(TASK DETAILS):
Scan the records below and say how many lines include the word "struct", giving no other text.

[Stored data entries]
- Opening Delimiter -

//! Request and response bodies of the buzzer control protocol.
//!
//! | Endpoint    | Method | Request body                | Success response          |
//! |-------------|--------|-----------------------------|---------------------------|
//! | `/status`   | GET    | none                        | `{status, device, ip, mac}` |
//! | `/message`  | POST   | `{type: "command", action}` | `{status: "received"}`    |
//! | `/set-name` | POST   | `{name}`                    | `{status: "ok"}`          |
//!
//! Response fields are all optional on the wire: a buzzer running older
//! firmware may omit any of them, and a missing `status` simply never equals
//! the expected acknowledgement.

use serde::{Deserialize, Serialize};

// ── Endpoint paths ────────────────────────────────────────────────────────────

pub const STATUS_PATH: &str = "/status";
pub const MESSAGE_PATH: &str = "/message";
pub const SET_NAME_PATH: &str = "/set-name";

// ── Acknowledgement values ────────────────────────────────────────────────────

/// `status` value of a healthy `/status` reply and of an accepted rename.
pub const STATUS_OK: &str = "ok";
/// `status` value of an acknowledged `/message` command.
pub const STATUS_RECEIVED: &str = "received";
/// `type` field of every command sent to `/message`.
pub const COMMAND_TYPE: &str = "command";

// ── /status ───────────────────────────────────────────────────────────────────

/// Body returned by `GET /status`.
#[derive(Debug, Clone, Default, PartialEq, Eq, Serialize, Deserialize)]
pub struct StatusResponse {
    #[serde(default)]
    pub status: Option<String>,
    /// Self-declared device name.
    #[serde(default)]
    pub device: Option<String>,
    #[serde(default)]
    pub ip: Option<String>,
    /// Hardware address as the device formats it (usually `AA:BB:...`).
    #[serde(default)]
    pub mac: Option<String>,
}

impl StatusResponse {
    /// `true` when the device declares itself healthy.
    pub fn is_ok(&self) -> bool {
        self.status.as_deref() == Some(STATUS_OK)
    }
}

// ── /message ──────────────────────────────────────────────────────────────────

/// Body posted to `/message`.
#[derive(Debug, Clone, PartialEq, Eq, Serialize, Deserialize)]
pub struct CommandRequest {
    #[serde(rename = "type")]
    pub kind: String,
    pub action: String,
}

impl CommandRequest {
    /// Wraps `action` in a `{type: "command"}` envelope.
    pub fn command(action: impl Into<String>) -> Self {
        Self {
            kind: COMMAND_TYPE.to_string(),
            action: action.into(),
        }
    }
}

/// Body returned by `POST /message`.
#[derive(Debug, Clone, Default, PartialEq, Eq, Serialize, Deserialize)]
pub struct CommandResponse {
    #[serde(default)]
    pub status: Option<String>,
}

impl CommandResponse {
    pub fn is_received(&self) -> bool {
        self.status.as_deref() == Some(STATUS_RECEIVED)
    }
}

// ── /set-name ─────────────────────────────────────────────────────────────────

/// Body posted to `/set-name`.
#[derive(Debug, Clone, PartialEq, Eq, Serialize, Deserialize)]
pub struct SetNameRequest {
    pub name: String,
}

/// Body returned by `POST /set-name`.
#[derive(Debug, Clone, Default, PartialEq, Eq, Serialize, Deserialize)]
pub struct SetNameResponse {
    #[serde(default)]
    pub status: Option<String>,
}

impl SetNameResponse {
    pub fn is_ok(&self) -> bool {
        self.status.as_deref() == Some(STATUS_OK)
    }
}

- Closing Delimiter -

(ANSWER BOX):
5